Before joining Atrys, she spent eight years as CEO of PharmaMar (a biopharmaceutical R+D+i company) and five years as CFO of the Zeltia Group.

Isabel Lozano was re-elected as executive director on December 10, 2021 and her term of office runs until December 10, 2025.

Echarri Torres, José Mª
Position
Proprietary Director

He holds a degree in Economics and Actuarial and Financial Sciences from the University of Barcelona, and a master’s degree in Financial Management from ESADE.

 

He was Chief Financial Officer of Oryzon Genomics, S.A. from 2003 to 2007.

He is currently CEO of Inveready Asset Management, S.G.E.C.R., S.A. and president of Grupo Financiero Inveready, companies of which he is a founding member and majority shareholder.

Member of the board of directors of more than 30 companies such as Masmóvil Ibercom, S.A., Agile Contents, S.A., Oryzon Genomics, S.A., Interiorvista, S.L., Palo Biofarma, S.L., and Grupo Natac, S.L.

He has actively participated in dozens of corporate transactions such as the sale of Passwordbank Technologies, S.L., the purchase of Pepephone by Masmóvil, and the sale of Indisys, S.L. to Intel.

José Mª Echarri was re-elected as a proprietary director on December 10, 2021 and his term of office runs until December 10, 2025.

de Lorenzo López, Fernando
Position
Proprietary Director
Appointments and remuneration committee
Member

He holds a degree in Law and a master’s degree from Instituto de Empresa.

 

General Secretary of Grupo Caser, where he also holds, among other positions, the position of president of Caser Residencial S.A. and chairman of the board of directors of Hospital Parque.

He was appointed director of Atrys on 25 May 2018.

Fernando de Lorenzo was re-elected as a proprietary director on June 25, 2018 and his term of office runs until May 25, 2024.

Catá Sala, Aurora
Position
Independent Director
Appointments and remuneration committee
President

She holds a degree in industrial engineering from the Polytechnic University of Catalonia (UPC), and an MBA from IESE Business School.

 

After starting her career at Bank of America in the late 1980s, she joined Nissan in 1991 and spent five years as its financial director.
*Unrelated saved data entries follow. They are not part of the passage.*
//! Presentation and controller layer for the TourDesk window.
//!
//! Nothing in this crate draws anything. It holds the form, the table rows,
//! the button affordances and the Insert/Editing mode, talks to a
//! [`tourdesk_core::TourStore`], and reports back through typed results and
//! the [`Notifier`] capability of the hosting UI.

pub mod controller;
pub mod error;
pub mod form;
pub mod notify;
pub mod view;

pub use controller::{Controller, ControllerSettings, Mode, Outcome};
pub use error::{AppError, Result};
pub use form::{FormField, TourForm};
pub use notify::{report, Notifier};
pub use view::{format_price, strip_currency, ButtonStates, TourRow, COLUMNS};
In 1996, she became the General Manager of Radio Televisión Española (RTVE), and in 1999 she became CEO of Grupo Planeta 2010. In 2008 she became a Partner at the headhunting firm Seeliger y Conde, and held that position until 2020.

She has combined her positions in these and other organisations with her work as an independent director in companies such as Atresmedia (2009-2021), Repsol (2021), and Banco Sabadell (2015). In the latter two companies, she is a member of the appointments and remuneration committees and chairs the remuneration committee. She has also been a director of the Catalan Finance Institute, Abantia, and Service Point, among other companies.

Aurora Catá has also chaired Barcelona Global since 2020 and is also a trustee of the Cellnex Foundation.

Aurora Catá was appointed independent director on December 10, 2021 and her term of office runs until December 10, 2025.

Baselga de la Vega, Antonio
Position
Proprietary Director

He holds a degree in Law from the Complutense University of Madrid and a master’s degree in Science from the University of Wales, Institute of Science and Technology (UWIST).

 

He is CEO and founding partner of Geniova Technologies, a dental company in which the Swiss multinational Straumann Group has a stake.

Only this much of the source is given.